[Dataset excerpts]
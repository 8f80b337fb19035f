//! Configuration structures for the label pipeline.

use chrono::{DateTime, Local, Utc};
use chrono_tz::Tz;
use serde::{Deserialize, Serialize};

use crate::error::LabelError;

/// Main configuration for the shiplabel pipeline.
#[derive(Debug, Clone, Default, Serialize, Deserialize)]
#[serde(default)]
pub struct LabelConfig {
    /// Field extraction configuration.
    pub extraction: ExtractionConfig,

    /// Label layout configuration.
    pub layout: LayoutConfig,

    /// Barcode rendering configuration.
    pub barcode: BarcodeConfig,

    /// Packaging and delivery configuration.
    pub output: OutputConfig,
}

/// How the carrier code is located.
#[derive(Debug, Clone, Copy, PartialEq, Eq, Default, Serialize, Deserialize)]
#[serde(rename_all = "snake_case")]
pub enum CarrierStrategy {
    /// `SCAC: <code>`.
    #[default]
    Scac,
    /// First word of the `Carrier: <name>` line.
    CarrierName,
    /// SCAC, falling back to the carrier name line.
    ScacThenCarrierName,
}

/// How the piece count is derived. Exactly one strategy is active.
#[derive(Debug, Clone, Copy, PartialEq, Eq, Default, Serialize, Deserialize)]
#[serde(rename_all = "snake_case")]
pub enum PieceCountStrategy {
    /// `Pieces: <n>` anywhere in the text.
    #[default]
    PiecesField,
    /// Count/weight pair in the lines preceding `GRAND TOTAL`.
    GrandTotalWindow,
    /// `Shipment Number: <n>`, then `Pieces: <n>`.
    ShipmentNumberThenPieces,
}

/// Field extraction configuration.
#[derive(Debug, Clone, Serialize, Deserialize)]
#[serde(default)]
pub struct ExtractionConfig {
    /// Labels introducing the shipment identifier, in priority order.
    pub identifier_labels: Vec<String>,

    /// Accepted identifier code prefixes (followed by digits).
    pub identifier_prefixes: Vec<String>,

    /// Carrier code strategy.
    pub carrier_strategy: CarrierStrategy,

    /// Piece count strategy.
    pub piece_count_strategy: PieceCountStrategy,

    /// Lines above `GRAND TOTAL` scanned by the grand-total strategy.
    pub grand_total_window: usize,

    /// Largest piece count accepted from a page; larger values fall back to 1.
    pub max_piece_count: u32,
}

impl Default for ExtractionConfig {
    fn default() -> Self {
        Self {
            identifier_labels: vec![
                "BOL Number".to_string(),
                "Primary Reference".to_string(),
                "Load Number".to_string(),
            ],
            identifier_prefixes: vec!["PLS".to_string()],
            carrier_strategy: CarrierStrategy::default(),
            piece_count_strategy: PieceCountStrategy::default(),
            grand_total_window: 3,
            max_piece_count: crate::extract::DEFAULT_MAX_PIECES,
        }
    }
}

/// Label page template.
#[derive(Debug, Clone, Copy, PartialEq, Eq, Default, Serialize, Deserialize)]
#[serde(rename_all = "snake_case")]
pub enum LabelTemplate {
    /// One page per piece: order, carrier, piece position, tracking + barcode.
    #[default]
    Single,
    /// Two pages per piece: A (tracking, carrier, barcode) and B (order, piece).
    Dual,
}

/// Label layout configuration.
#[derive(Debug, Clone, Default, Serialize, Deserialize)]
#[serde(default)]
pub struct LayoutConfig {
    /// Page template.
    pub template: LabelTemplate,
}

/// Barcode rendering configuration.
#[derive(Debug, Clone, Serialize, Deserialize)]
#[serde(default)]
pub struct BarcodeConfig {
    /// Embed a Code 128 barcode when a tracking number is present.
    pub enabled: bool,

    /// Width of one module in pixels.
    pub module_width: u32,

    /// Bar height in pixels.
    pub height: u32,

    /// Blank modules on each side of the symbol.
    pub quiet_zone: u32,
}

impl Default for BarcodeConfig {
    fn default() -> Self {
        Self {
            enabled: true,
            module_width: 2,
            height: 80,
            quiet_zone: 10,
        }
    }
}

/// How generated labels are delivered.
#[derive(Debug, Clone, Copy, PartialEq, Eq, Default, Serialize, Deserialize)]
#[serde(rename_all = "snake_case")]
pub enum DeliveryMode {
    /// ZIP archive with one PDF per label.
    #[default]
    Archive,
    /// One multi-page PDF in generation order.
    Merged,
}

/// Packaging and delivery configuration.
#[derive(Debug, Clone, Serialize, Deserialize)]
#[serde(default)]
pub struct OutputConfig {
    /// Delivery mode.
    pub delivery: DeliveryMode,

    /// `local` for the system zone, otherwise an IANA name such as `America/Chicago`.
    pub timezone: String,

    /// Prefix of the delivered file name.
    pub file_prefix: String,
}

impl Default for OutputConfig {
    fn default() -> Self {
        Self {
            delivery: DeliveryMode::default(),
            timezone: "local".to_string(),
            file_prefix: "shipping_labels".to_string(),
        }
    }
}

impl OutputConfig {
    /// Format `at` in the configured timezone as `YYYYmmdd_HHMMSS`.
    pub fn timestamp_at(&self, at: DateTime<Utc>) -> Result<String, LabelError> {
        const FORMAT: &str = "%Y%m%d_%H%M%S";

        if self.timezone.eq_ignore_ascii_case("local") {
            return Ok(at.with_timezone(&Local).format(FORMAT).to_string());
        }

        let tz: Tz = self
            .timezone
            .parse()
            .map_err(|e| LabelError::Config(format!("unknown timezone {:?}: {}", self.timezone, e)))?;
        Ok(at.with_timezone(&tz).format(FORMAT).to_string())
    }

    /// Current wall-clock timestamp in the configured timezone.
    pub fn timestamp(&self) -> Result<String, LabelError> {
        self.timestamp_at(Utc::now())
    }
}

impl LabelConfig {
    /// Load configuration from a JSON file.
    pub fn from_file(path: &std::path::Path) -> Result<Self, std::io::Error> {
        let content = std::fs::read_to_string(path)?;
        serde_json::from_str(&content).map_err(|e| {
            std::io::Error::new(std::io::ErrorKind::InvalidData, e.to_string())
        })
    }

    /// Save configuration to a JSON file.
    pub fn save(&self, path: &std::path::Path) -> Result<(), std::io::Error> {
        let content = serde_json::to_string_pretty(self).map_err(|e| {
            std::io::Error::new(std::io::ErrorKind::InvalidData, e.to_string())
        })?;
        std::fs::write(path, content)
    }
}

**Exercise**
Copy out each entry above with no deviation.

**Exercise answer**
repository 8f80b337fb19035f
//! Configuration structures for the label pipeline.

use chrono::{DateTime, Local, Utc};
use chrono_tz::Tz;
use serde::{Deserialize, Serialize};

use crate::error::LabelError;

/// Main configuration for the shiplabel pipeline.
#[derive(Debug, Clone, Default, Serialize, Deserialize)]
#[serde(default)]
pub struct LabelConfig {
    /// Field extraction configuration.
    pub extraction: ExtractionConfig,

    /// Label layout configuration.
    pub layout: LayoutConfig,

    /// Barcode rendering configuration.
    pub barcode: BarcodeConfig,

    /// Packaging and delivery configuration.
    pub output: OutputConfig,
}

/// How the carrier code is located.
#[derive(Debug, Clone, Copy, PartialEq, Eq, Default, Serialize, Deserialize)]
#[serde(rename_all = "snake_case")]
pub enum CarrierStrategy {
    /// `SCAC: <code>`.
    #[default]
    Scac,
    /// First word of the `Carrier: <name>` line.
    CarrierName,
    /// SCAC, falling back to the carrier name line.
    ScacThenCarrierName,
}

/// How the piece count is derived. Exactly one strategy is active.
#[derive(Debug, Clone, Copy, PartialEq, Eq, Default, Serialize, Deserialize)]
#[serde(rename_all = "snake_case")]
pub enum PieceCountStrategy {
    /// `Pieces: <n>` anywhere in the text.
    #[default]
    PiecesField,
    /// Count/weight pair in the lines preceding `GRAND TOTAL`.
    GrandTotalWindow,
    /// `Shipment Number: <n>`, then `Pieces: <n>`.
    ShipmentNumberThenPieces,
}

/// Field extraction configuration.
#[derive(Debug, Clone, Serialize, Deserialize)]
#[serde(default)]
pub struct ExtractionConfig {
    /// Labels introducing the shipment identifier, in priority order.
    pub identifier_labels: Vec<String>,

    /// Accepted identifier code prefixes (followed by digits).
    pub identifier_prefixes: Vec<String>,

    /// Carrier code strategy.
    pub carrier_strategy: CarrierStrategy,

    /// Piece count strategy.
    pub piece_count_strategy: PieceCountStrategy,

    /// Lines above `GRAND TOTAL` scanned by the grand-total strategy.
    pub grand_total_window: usize,

    /// Largest piece count accepted from a page; larger values fall back to 1.
    pub max_piece_count: u32,
}

impl Default for ExtractionConfig {
    fn default() -> Self {
        Self {
            identifier_labels: vec![
                "BOL Number".to_string(),
                "Primary Reference".to_string(),
                "Load Number".to_string(),
            ],
            identifier_prefixes: vec!["PLS".to_string()],
            carrier_strategy: CarrierStrategy::default(),
            piece_count_strategy: PieceCountStrategy::default(),
            grand_total_window: 3,
            max_piece_count: crate::extract::DEFAULT_MAX_PIECES,
        }
    }
}

/// Label page template.
#[derive(Debug, Clone, Copy, PartialEq, Eq, Default, Serialize, Deserialize)]
#[serde(rename_all = "snake_case")]
pub enum LabelTemplate {
    /// One page per piece: order, carrier, piece position, tracking + barcode.
    #[default]
    Single,
    /// Two pages per piece: A (tracking, carrier, barcode) and B (order, piece).
    Dual,
}

/// Label layout configuration.
#[derive(Debug, Clone, Default, Serialize, Deserialize)]
#[serde(default)]
pub struct LayoutConfig {
    /// Page template.
    pub template: LabelTemplate,
}

/// Barcode rendering configuration.
#[derive(Debug, Clone, Serialize, Deserialize)]
#[serde(default)]
pub struct BarcodeConfig {
    /// Embed a Code 128 barcode when a tracking number is present.
    pub enabled: bool,

    /// Width of one module in pixels.
    pub module_width: u32,

    /// Bar height in pixels.
    pub height: u32,

    /// Blank modules on each side of the symbol.
    pub quiet_zone: u32,
}

impl Default for BarcodeConfig {
    fn default() -> Self {
        Self {
            enabled: true,
            module_width: 2,
            height: 80,
            quiet_zone: 10,
        }
    }
}

/// How generated labels are delivered.
#[derive(Debug, Clone, Copy, PartialEq, Eq, Default, Serialize, Deserialize)]
#[serde(rename_all = "snake_case")]
pub enum DeliveryMode {
    /// ZIP archive with one PDF per label.
    #[default]
    Archive,
    /// One multi-page PDF in generation order.
    Merged,
}

/// Packaging and delivery configuration.
#[derive(Debug, Clone, Serialize, Deserialize)]
#[serde(default)]
pub struct OutputConfig {
    /// Delivery mode.
    pub delivery: DeliveryMode,

    /// `local` for the system zone, otherwise an IANA name such as `America/Chicago`.
    pub timezone: String,

    /// Prefix of the delivered file name.
    pub file_prefix: String,
}

impl Default for OutputConfig {
    fn default() -> Self {
        Self {
            delivery: DeliveryMode::default(),
            timezone: "local".to_string(),
            file_prefix: "shipping_labels".to_string(),
        }
    }
}

impl OutputConfig {
    /// Format `at` in the configured timezone as `YYYYmmdd_HHMMSS`.
    pub fn timestamp_at(&self, at: DateTime<Utc>) -> Result<String, LabelError> {
        const FORMAT: &str = "%Y%m%d_%H%M%S";

        if self.timezone.eq_ignore_ascii_case("local") {
            return Ok(at.with_timezone(&Local).format(FORMAT).to_string());
        }

        let tz: Tz = self
            .timezone
            .parse()
            .map_err(|e| LabelError::Config(format!("unknown timezone {:?}: {}", self.timezone, e)))?;
        Ok(at.with_timezone(&tz).format(FORMAT).to_string())
    }

    /// Current wall-clock timestamp in the configured timezone.
    pub fn timestamp(&self) -> Result<String, LabelError> {
        self.timestamp_at(Utc::now())
    }
}

impl LabelConfig {
    /// Load configuration from a JSON file.
    pub fn from_file(path: &std::path::Path) -> Result<Self, std::io::Error> {
        let content = std::fs::read_to_string(path)?;
        serde_json::from_str(&content).map_err(|e| {
            std::io::Error::new(std::io::ErrorKind::InvalidData, e.to_string())
        })
    }

    /// Save configuration to a JSON file.
    pub fn save(&self, path: &std::path::Path) -> Result<(), std::io::Error> {
        let content = serde_json::to_string_pretty(self).map_err(|e| {
            std::io::Error::new(std::io::ErrorKind::InvalidData, e.to_string())
        })?;
        std::fs::write(path, content)
    }
}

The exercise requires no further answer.